BRIEF:
Some entries follow. Reproduce exactly the lines starting at the one with "pub const fn new(r: u8, g: u8, b: u8, a: u8)" and stopping after the one with "Create from an".

Segment Start: TASK DATA

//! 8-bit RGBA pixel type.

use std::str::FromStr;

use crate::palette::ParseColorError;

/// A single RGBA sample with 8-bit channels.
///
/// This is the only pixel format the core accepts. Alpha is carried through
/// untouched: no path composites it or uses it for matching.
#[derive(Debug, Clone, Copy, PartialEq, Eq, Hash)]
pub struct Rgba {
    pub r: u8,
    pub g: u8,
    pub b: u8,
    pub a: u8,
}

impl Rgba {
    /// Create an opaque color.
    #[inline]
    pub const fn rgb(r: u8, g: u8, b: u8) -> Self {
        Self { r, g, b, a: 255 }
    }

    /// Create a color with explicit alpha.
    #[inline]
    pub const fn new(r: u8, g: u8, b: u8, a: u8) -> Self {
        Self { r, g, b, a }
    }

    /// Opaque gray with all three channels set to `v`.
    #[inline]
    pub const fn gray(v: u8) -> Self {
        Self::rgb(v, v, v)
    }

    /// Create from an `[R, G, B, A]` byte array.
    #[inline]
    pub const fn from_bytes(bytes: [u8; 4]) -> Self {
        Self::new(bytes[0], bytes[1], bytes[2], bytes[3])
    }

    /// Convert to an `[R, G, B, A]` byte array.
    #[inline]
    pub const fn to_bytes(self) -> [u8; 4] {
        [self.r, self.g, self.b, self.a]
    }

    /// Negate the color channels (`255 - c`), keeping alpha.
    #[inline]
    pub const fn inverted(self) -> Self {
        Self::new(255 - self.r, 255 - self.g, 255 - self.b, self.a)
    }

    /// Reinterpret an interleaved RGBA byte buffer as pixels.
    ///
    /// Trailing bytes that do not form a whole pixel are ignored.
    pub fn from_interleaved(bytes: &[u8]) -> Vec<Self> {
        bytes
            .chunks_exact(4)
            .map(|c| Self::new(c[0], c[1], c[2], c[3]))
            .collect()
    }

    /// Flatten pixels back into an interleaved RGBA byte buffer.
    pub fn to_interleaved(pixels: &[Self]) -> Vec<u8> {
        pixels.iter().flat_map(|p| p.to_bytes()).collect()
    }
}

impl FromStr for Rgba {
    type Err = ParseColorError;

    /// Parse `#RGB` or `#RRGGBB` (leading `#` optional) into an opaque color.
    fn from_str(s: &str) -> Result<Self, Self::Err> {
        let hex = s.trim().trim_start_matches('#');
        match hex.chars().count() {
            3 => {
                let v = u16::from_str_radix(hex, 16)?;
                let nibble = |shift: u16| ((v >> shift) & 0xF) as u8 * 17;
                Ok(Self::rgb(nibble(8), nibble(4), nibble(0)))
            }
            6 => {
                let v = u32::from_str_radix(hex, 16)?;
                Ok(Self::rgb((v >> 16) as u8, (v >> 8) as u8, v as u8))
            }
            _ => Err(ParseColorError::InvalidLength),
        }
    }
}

Segment End: TASK DATA

ANSWER TO THIS TASK:
    pub const fn new(r: u8, g: u8, b: u8, a: u8) -> Self {
        Self { r, g, b, a }
    }

    /// Opaque gray with all three channels set to `v`.
    #[inline]
    pub const fn gray(v: u8) -> Self {
        Self::rgb(v, v, v)
    }

    /// Create from an `[R, G, B, A]` byte array.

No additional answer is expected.